Noël, des beignets, du café, de la tartes, les étoiles, des films, dormir dans la voiture, être avec Dean.
“Ça aide le reste à avoir du sens.”
“Les choses auront beaucoup plus de sens si tu dors quelques heures d’un vrai sommeil” Le ton de Dean était doux. Il voulait que Sam dorme. “donc...tu dors, je dors. Tu dors pas, je dors pas.” Il regarda Sam de haut en bas et haussa les épaules “tu me débites d’étranges morceaux de faits divers, je t’écoute me débiter d’étranges morceaux de faits divers...”
Il se retourna sur le siège et démarra la voiture.
“Alors...beurre de cacahuète en premier?” demanda Dean, en plaisantant mais sérieux, et Sam savait que d’une seconde à l’autre ils allaient être de nouveaux sur la route, cherchant un endroit pour lui acheter quelque chose à manger et il pensa qu’il devait savoir avant ça. Il devait savoir maintenant.
“Est-ce que?” il demanda, désespéré et il se força a ne pas penser à une autre question après ça parce que connaître la réponse à cette question était important. Ça l’était.

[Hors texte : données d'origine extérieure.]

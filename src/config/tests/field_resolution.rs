//! Tests for credential resolution and derived settings.

use std::time::Duration;

use rstest::rstest;

use crate::InsightConfig;

#[rstest]
fn configured_github_token_wins_over_environment() {
    let _guard = env_lock::lock_env([("GITHUB_TOKEN", Some("env-token"))]);
    let config = InsightConfig {
        github_token: Some("configured".to_owned()),
        ..Default::default()
    };

    assert_eq!(config.resolve_github_token().as_deref(), Some("configured"));
}

#[rstest]
fn github_token_falls_back_to_conventional_variable() {
    let _guard = env_lock::lock_env([("GITHUB_TOKEN", Some("env-token"))]);
    let config = InsightConfig::default();

    assert_eq!(config.resolve_github_token().as_deref(), Some("env-token"));
}

#[rstest]
fn missing_github_token_is_none() {
    let _guard = env_lock::lock_env([("GITHUB_TOKEN", None::<&str>)]);
    let config = InsightConfig {
        github_token: Some("   ".to_owned()),
        ..Default::default()
    };

    assert!(
        config.resolve_github_token().is_none(),
        "blank tokens should count as missing"
    );
}

#[rstest]
fn ai_key_falls_back_to_groq_variable() {
    let _guard = env_lock::lock_env([("GROQ_API_KEY", Some("gsk-env"))]);
    let config = InsightConfig::default();

    assert_eq!(config.resolve_ai_api_key().as_deref(), Some("gsk-env"));
}

#[rstest]
fn missing_ai_key_is_none() {
    let _guard = env_lock::lock_env([("GROQ_API_KEY", None::<&str>)]);
    let config = InsightConfig::default();

    assert!(config.resolve_ai_api_key().is_none());
}

#[rstest]
#[case(0, 1)]
#[case(1, 1)]
#[case(60, 60)]
fn poll_interval_is_at_least_one_second(#[case] configured: u64, #[case] expected: u64) {
    let config = InsightConfig {
        poll_interval_seconds: configured,
        ..Default::default()
    };

    assert_eq!(config.poll_interval(), Duration::from_secs(expected));
}

#[rstest]
fn notification_log_uses_configured_path() {
    let config = InsightConfig {
        notifications_path: "state/events.json".to_owned(),
        ..Default::default()
    };

    assert_eq!(config.notification_log().path().as_str(), "state/events.json");
}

“Est-ce que l’enfer me tracasse toujours?” demanda Dean après une pause et un profond soupir. Il avait l’air fatigué. Il n’arrêta pas le moteur mais il ne bougea pas la voiture. “C’est ce que tu veux savoir?”
Sam acquiesça et ignora les tâches de beignets et beurre de cacahuète et noël qui faisaient des acrobaties dans sa tête.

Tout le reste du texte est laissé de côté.